Bethany McLean is the business writers who had the temerity to question why Enron was speaking gibberish on analyst calls back before their ignominious fall from grace. She was dismissed by all the MOUs of course. How silly of her to wonder why nothing these people made any sense. They were making muneeeee! Today McLean has a fascinating article in the new Vanity Fair about the Bloodsucking Vampire Squid itself, Goldman Sachs.
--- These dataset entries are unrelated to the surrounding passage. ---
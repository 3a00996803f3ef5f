//! System-backed `FilesystemFormatter` wrapping `mkfs.<type>`.

use crate::command::{output_diagnostic, resolve_binary, ToolCommand};
use cryptainer_core::config::CryptainerConfig;
use cryptainer_core::error::{CryptainerError, CryptainerResult};
use cryptainer_core::resources::FilesystemFormatter;
use std::time::Duration;

const DEFAULT_MKFS_DIRS: &[&str] = &["/usr/sbin", "/sbin", "/usr/bin", "/usr/local/sbin"];

#[derive(Debug, Clone)]
pub struct SystemFilesystemFormatter {
    mkfs_override: Option<String>,
    timeout: Duration,
}

impl SystemFilesystemFormatter {
    pub fn from_config(config: &CryptainerConfig) -> Self {
        Self {
            mkfs_override: config.system.mkfs_path.clone(),
            timeout: config.command_timeout(),
        }
    }
}

impl FilesystemFormatter for SystemFilesystemFormatter {
    type Error = CryptainerError;

    fn format(&self, device: &str, fs_type: &str) -> CryptainerResult<()> {
        // Resolved per call because the binary name depends on fs_type.
        let tool_name = format!("mkfs.{fs_type}");
        let defaults: Vec<String> = DEFAULT_MKFS_DIRS
            .iter()
            .map(|dir| format!("{dir}/{tool_name}"))
            .collect();
        let default_refs: Vec<&str> = defaults.iter().map(String::as_str).collect();
        let binary = resolve_binary(self.mkfs_override.as_deref(), &default_refs, &tool_name)?;

        let mkfs = ToolCommand::new(binary, self.timeout);
        let out = mkfs.run(&[device], None)?;
        if out.status == 0 {
            return Ok(());
        }

        Err(CryptainerError::System(format!(
            "{tool_name} failed on {device}: {} (exit code {})",
            output_diagnostic(&out),
            out.status
        )))
    }
}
My favorite thing is that despite everything, they seem to have convinced themselves that they didn't need to be bailed out by the government last fall --- that they were doing just fine. In fact, they seem to believe that they were innocent bystanders, good samaritans actually, who are getting a bad rap. And it couldn't be farther from the truth:

It’s hard to find anyone outside the firm who doesn’t see this as revisionist history. Combine that with further proof of Goldman’s worldview—namely, the huge amount of money its people will earn this year ($16.7 billion has already been set aside for compensation, which could translate into an average of $700,000 per Goldman employee)—and you get rage. Widespread rage. “Complete crap,” says a senior financier, about Goldman not needing the government’s help. “It is a bunch of bullshit,” says a former Goldman Sachs managing director.
Well. One wonders if Goldman employees are packing heat these days because they are afraid of the peasants with pitchforks or their fellow bankers:

“I just wrote my first reference for a gun permit,” said a friend, who told me of swearing to the good character of a Goldman Sachs Group Inc. banker who applied to the local police for a permit to buy a pistol. The banker had told this friend of mine that senior Goldman people have loaded up on firearms and are now equipped to defend themselves if there is a populist uprising against the bank.
These guys really are something aren't they? First they seem to actually believe that "populists" are coming to take over their bank and second that they could "defend" it with pistols. Good God, these people really do think they are John Galt, don't they?

Read the McLean article if you have time. It's fascinating. It would seem tht the magic of Goldman is that they are very, very smart and they are so important that they don't have to care about any of their customers, including the vastly wealthy. It ends up looking more like some sort of protection racket than a business. Very interesting stuff.